11/2005

Principles for Building Communities from the Louisiana Recovery and Rebuilding Conference
 

The morning of November 12, the third day of the LRCC, centered on tools and techniques and lessons learned that the people of the Gulf Coast region can consider for rebuilding communities, from broad-brush planning techniques to zoning laws and building codes. Each of the six speakers also provided the participants with a set of principles they could use in the rebuilding.

Planning and designing great neighborhoods
David Dixon, FAIA, Goody Clancy, told participants that the process should be about “learning to love neighborhoods again,” not just about building houses. “You can add your visions to the good things of the past. This is about restoring, not rebuilding,” he added.

Most of the neighborhoods we have built over the past few decades are “one size fits all,” where the population is homogenous. “That era is over!” Dixon declared. “The housing market of 50 years has collapsed. People of all ages now spend about the same amount of money on housing, as opposed to the traditional bell-curve of housing spending that has the middle-aged population doing the lion’s share of the spending. “So we now need all kinds of housing,” Dixon said.

Signs of the rapidly changing market include the fact that condos are now more expensive than single-family housing. Dixon also said that there are signs that people are really sick of commuting and want to live near transit. “Neighborhoods are getting more diverse as different kinds of people seek the housing options they want, and great neighborhoods attract the people who attract the investors,” Dixon explained.

Dixon offered the following principles:

  1. Create communities, not neighborhoods. Build neighborhoods that have “great, walkable centers” as a civic framework.
  2. Accommodate diversity in race, age, and household types, with public spaces and social services that invite and draw.
  3. Create the right densities; that is, enough density to support diverse housing, services, libraries, and parks. Higher densities can support low-income housing. You need 1,500-2,000 housing units to support one block of walkable main street, he said.

Integrating the elements into urban design
Michael Willis, FAIA, Michael Willis Architects, San Francisco, who grew up in St. Louis, another great Mississippi River city, offered his advice in the form of four overarching principles:

1. Responsibility: “Collectively, we have a responsibility to rebuild,” Willis declared. He told stories of how he as a child was one of the first residents of St. Louis’ Pruitt-Igoe complex, which was supposed to be “the salvation of public housing.” As an architecture student in 1972, he watched the complex dynamited as testament to its unfitness. The second personal experience Willis recounted was of being in San Francisco during the 1989 Loma Prieta earthquake. These experiences fueled his desire to rebuild communities. “Do we just put things back, or do we rebuild better?” he asked.

2. Collaboration: “Don’t pass over collaboration as self-evident,” Willis advised, “I can see in the room that it is not.

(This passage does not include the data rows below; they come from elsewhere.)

#[cfg(test)]
mod tests {
    use super::*;
    use bson::doc;
    use serde::Deserialize;

    fn people() -> Collection {
        let mut collection = Collection::new("db", "people");
        collection
            .insert_many(vec![
                doc! { "_id": 1, "name": "Ann", "age": 31 },
                doc! { "_id": 2, "name": "Bob", "age": 27 },
                doc! { "_id": 3, "name": "Cid", "age": 31 },
            ])
            .unwrap();
        collection
    }

    fn names(cursor: Cursor) -> Vec<String> {
        cursor
            .map(|doc| doc.get_str("name").unwrap().to_string())
            .collect()
    }

    #[test]
    fn insert_generates_leading_object_id() {
        let mut collection = Collection::new("db", "c");
        let id = collection.insert_one(doc! { "a": 1, "_id": Bson::Null }).unwrap();

        assert!(matches!(id, Bson::ObjectId(_)));
        let stored = collection.find_one(Selector::id(id.clone())).unwrap().unwrap();
        assert_eq!(stored.keys().next().map(String::as_str), Some(ID_FIELD));
        assert_eq!(stored, doc! { "_id": id, "a": 1 });
    }

    #[test]
    fn insert_rejects_bad_keys_and_overwrites_same_id() {
        let mut collection = Collection::new("db", "c");
        assert!(matches!(
            collection.insert_one(doc! { "a.b": 1 }),
            Err(MongoFakeError::InvalidDocument(_))
        ));

        collection.insert_one(doc! { "_id": "x", "v": 1 }).unwrap();
        collection.insert_one(doc! { "_id": "y", "v": 2 }).unwrap();
        collection.insert_one(doc! { "_id": "x", "v": 3 }).unwrap();

        assert_eq!(collection.count(), 2);
        let all = collection.find(&doc! {}, FindOptions::new()).unwrap().collect::<Vec<_>>();
        assert_eq!(all, vec![doc! { "_id": "x", "v": 3 }, doc! { "_id": "y", "v": 2 }]);
    }

    #[test]
    fn stored_documents_are_isolated_from_results() {
        let collection = people();
        let mut found = collection.find_one(Selector::id(1)).unwrap().unwrap();
        found.insert("name", "Changed");

        assert_eq!(
            collection.find_one(Selector::id(1)).unwrap().unwrap().get_str("name").unwrap(),
            "Ann"
        );
    }

    #[test]
    fn find_applies_options() {
        let collection = people();
        let options = FindOptions::builder()
            .sort("age", SortDirection::Desc)
            .sort("name", SortDirection::Asc)
            .skip(1)
            .build();
        assert_eq!(names(collection.find(&doc! {}, options).unwrap()), vec!["Cid", "Bob"]);

        let negative_limit = FindOptions::builder().limit(-2).build();
        assert_eq!(names(collection.find(&doc! {}, negative_limit).unwrap()), vec!["Ann", "Bob"]);

        let bad_skip = FindOptions::builder().skip(-1).build();
        assert!(matches!(
            collection.find(&doc! {}, bad_skip),
            Err(MongoFakeError::InvalidArgument(_))
        ));
    }

    #[test]
    fn zero_limit_differs_between_options_and_cursor() {
        let collection = people();
        let unlimited = FindOptions::builder().limit(0).build();
        assert_eq!(names(collection.find(&doc! {}, unlimited).unwrap()), vec!["Ann", "Bob", "Cid"]);

        let emptied = collection.find(&doc! { "age": 31 }, FindOptions::new()).unwrap().limit(0);
        assert_eq!(names(emptied), Vec::<String>::new());
    }

    #[test]
    fn find_projects_after_sorting() {
        let collection = people();
        let options = FindOptions::builder()
            .projection(["name"])
            .sort("age", SortDirection::Asc)
            .limit(1)
            .build();
        let cursor = collection.find(&doc! {}, options).unwrap();

        assert_eq!(cursor.count_documents(false), 3);
        assert_eq!(cursor.collect::<Vec<_>>(), vec![doc! { "_id": 2, "name": "Bob" }]);
    }

    #[test]
    fn unsupported_operators_fail_before_scanning() {
        let collection = people();
        assert_eq!(
            collection.find(&doc! { "age": { "$regex": "3" } }, FindOptions::new()).unwrap_err(),
            MongoFakeError::UnsupportedOperator("$regex".into())
        );
    }

    #[test]
    fn update_stops_at_first_match_unless_multi() {
        let mut collection = people();
        let single = collection
            .update(&doc! { "age": 31 }, &doc! { "$set": { "seen": true } }, false, false)
            .unwrap();
        assert_eq!(single, UpdateResult::new(1, true));
        assert_eq!(collection.find(&doc! { "seen": true }, FindOptions::new()).unwrap().count(), 1);
        assert!(collection.find_one(Selector::id(1)).unwrap().unwrap().contains_key("seen"));

        let multi = collection
            .update(&doc! { "age": 31 }, &doc! { "$set": { "seen": false } }, false, true)
            .unwrap();
        assert_eq!(multi.n, 2);

        let none = collection.update(&doc! { "age": 99 }, &doc! { "a": 1 }, false, false).unwrap();
        assert_eq!(none, UpdateResult::new(0, false));
    }

    #[test]
    fn set_merges_named_fields_only() {
        let mut collection = Collection::new("db", "c");
        collection.insert_one(doc! { "_id": 1, "a": 1, "b": 2 }).unwrap();
        collection
            .update(&doc! { "_id": 1 }, &doc! { "$set": { "a": 9, "c.d": 4 } }, false, false)
            .unwrap();

        assert_eq!(
            collection.find_one(Selector::id(1)).unwrap().unwrap(),
            doc! { "_id": 1, "a": 9, "b": 2, "c": { "d": 4 } }
        );
    }

    #[test]
    fn set_rejects_array_indexes_far_past_the_end() {
        let mut collection = Collection::new("db", "c");
        collection.insert_one(doc! { "_id": 1, "list": [1, 2] }).unwrap();

        for path in ["list.18446744073709551615", "list.100000000000"] {
            let err = collection
                .update(&doc! { "_id": 1 }, &doc! { "$set": { path: 1 } }, false, false)
                .unwrap_err();
            assert!(matches!(err, MongoFakeError::InvalidDocument(_)), "{path}");
        }
        assert_eq!(
            collection.find_one(Selector::id(1)).unwrap().unwrap(),
            doc! { "_id": 1, "list": [1, 2] }
        );
    }

    #[test]
    fn replacement_keeps_identifier_and_position() {
        let mut collection = people();
        collection.update(&doc! { "_id": 1 }, &doc! { "name": "Ada" }, false, false).unwrap();

        let all = collection.find(&doc! {}, FindOptions::new()).unwrap().collect::<Vec<_>>();
        assert_eq!(all[0], doc! { "_id": 1, "name": "Ada" });
    }

    #[test]
    fn changing_the_identifier_is_rejected() {
        let mut collection = people();
        let err = collection
            .update(&doc! { "_id": 1 }, &doc! { "$set": { "_id": 5 } }, false, false)
            .unwrap_err();

        assert!(matches!(err, MongoFakeError::InvalidDocument(_)));
        assert!(collection.find_one(Selector::id(1)).unwrap().is_some());
    }

    #[test]
    fn upsert_inserts_when_nothing_matches() {
        let mut collection = Collection::new("db", "c");
        let result = collection
            .update(&doc! { "name": "Eve" }, &doc! { "$set": { "age": 40 } }, true, false)
            .unwrap();

        assert_eq!(result.n, 1);
        assert!(!result.updated_existing);
        let id = result.upserted.unwrap();
        assert_eq!(
            collection.find_one(Selector::id(id.clone())).unwrap().unwrap(),
            doc! { "_id": id, "name": "Eve", "age": 40 }
        );
    }

    #[test]
    fn save_inserts_or_replaces() {
        let mut collection = Collection::new("db", "c");
        let id = collection.save(doc! { "v": 1 }).unwrap();
        let mut document = collection.find_one(Selector::id(id.clone())).unwrap().unwrap();

        document.insert("v", 2);
        assert_eq!(collection.save(document).unwrap(), id);
        assert_eq!(collection.count(), 1);

        collection.save(doc! { "_id": "fixed", "v": 3 }).unwrap();
        assert_eq!(collection.count(), 2);
        assert_eq!(
            collection.find_one(Selector::id("fixed")).unwrap().unwrap(),
            doc! { "_id": "fixed", "v": 3 }
        );
    }

    #[test]
    fn remove_by_identifier_and_filter() {
        let mut collection = people();
        assert_eq!(collection.remove(Selector::id(2)).unwrap().n, 1);
        assert_eq!(collection.remove(Selector::id(2)).unwrap().n, 0);

        let removed = collection.remove(doc! { "age": { "$gt": 30 } }).unwrap();
        assert_eq!(removed.n, 2);
        assert_eq!(collection.count(), 0);
    }

    #[test]
    fn remove_all_and_clear() {
        let mut collection = people();
        assert_eq!(collection.remove(Selector::All).unwrap().n, 3);

        let mut other = people();
        other.clear();
        assert_eq!(other.count(), 0);
        assert_eq!(other.find_one(Selector::All).unwrap(), None);
    }

    #[derive(Debug, PartialEq, Serialize, Deserialize)]
    struct Person {
        name: String,
        age: i32,
    }

    #[test]
    fn typed_round_trip() {
        let mut collection = Collection::new("db", "c");
        collection.insert_typed(&Person { name: "Ann".into(), age: 31 }).unwrap();

        let mut cursor = collection.find(&doc! { "name": "Ann" }, FindOptions::new()).unwrap();
        let person = cursor.next_as::<Person>().unwrap().unwrap();
        assert_eq!(person, Person { name: "Ann".into(), age: 31 });
    }

    #[test]
    fn names_and_repr() {
        let collection = Collection::new("db", "people");
        assert_eq!(collection.full_name(), "db.people");
        assert_eq!(collection.to_string(), "Collection(Database('db'), 'people')");
        assert_eq!(
            collection.ensure_index(&[Sort::new("a", SortDirection::Asc), Sort::new("b", SortDirection::Desc)]),
            "a_1_b_-1"
        );
    }
}
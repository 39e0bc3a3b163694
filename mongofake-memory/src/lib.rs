//! In-memory engine of the fake MongoDB driver.
//!
//! Everything lives in plain process memory and every call runs synchronously to
//! completion. Isolation comes from copying: stored documents are deep copies of what
//! was written, and query results are deep copies of what was stored.
//!
//! # Building Blocks
//!
//! - [`ordered`] - insertion-ordered key/value store backing every registry
//! - [`path`] - dotted-path resolution with typed access strategies
//! - [`evaluator`] - filter evaluation and the total order used for sorting
//! - [`cursor`] - query execution and single-pass result cursors
//! - [`projection`] - field selection on query results
//! - [`collection`], [`database`], [`client`] - the driver-shaped registries
//!
//! # Quick Start
//!
//! ```ignore
//! use bson::doc;
//! use mongofake_core::query::FindOptions;
//! use mongofake_memory::Client;
//!
//! let mut client = Client::with_uri("localhost:27017")?;
//! let scores = client.database("game")?.collection("scores");
//!
//! scores.insert_many(vec![doc! { "v": 1 }, doc! { "v": 5 }, doc! { "v": 10 }])?;
//! let high = scores.find(&doc! { "v": { "$gte": 5 } }, FindOptions::new())?;
//! assert_eq!(high.count_documents(false), 2);
//! ```

#[allow(unused_extern_crates)]
extern crate self as mongofake_memory;

pub mod client;
pub mod collection;
pub mod cursor;
pub mod database;
pub mod evaluator;
pub mod ordered;
pub mod path;
pub mod projection;

pub use client::Client;
pub use collection::Collection;
pub use cursor::Cursor;
pub use database::Database;
pub use ordered::OrderedStore;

Everyone must be at the table.” He explained that you get a richer, better, truer result from this admittedly messy process. “You never know where that spark of wisdom is going to come from—we’re not smart enough to exclude anyone,” he said.

3. Permission: “You should have permission to look beyond this disaster—plan at the broadest scale possible,” Willis said. He gave the group a symbolic “permission slip.” “Allow yourself the opportunity to look beyond your job description,” he advised. “Improvise about money: It’s one ingredient.”

4. Memory: “Picture the river that connects your hometown with mine,” Willis said. It depends on the storytellers who cherish the memory of place to help the professionals get it right. “New Orleans is the story, and you are the storytellers,” he concluded.

Suburban and rural smart growth
Jerry Weitz, PhD, a city planner from Alpharetta, Ga., stressed the need for an intergovernmental community-building framework: He urged the participants to establish or reinvent regional entities to provide technical assistance and allocate resources, as well as bring in the nonprofit organizations and leverage volunteers.

Weitz encouraged participants to strive for:

  • Smart growth that recognizes that scattered pattern of low density is unwise
  • Safe growth, which mitigates impacts from unsafe development practices
  • Fair growth, which emphasizes social equity.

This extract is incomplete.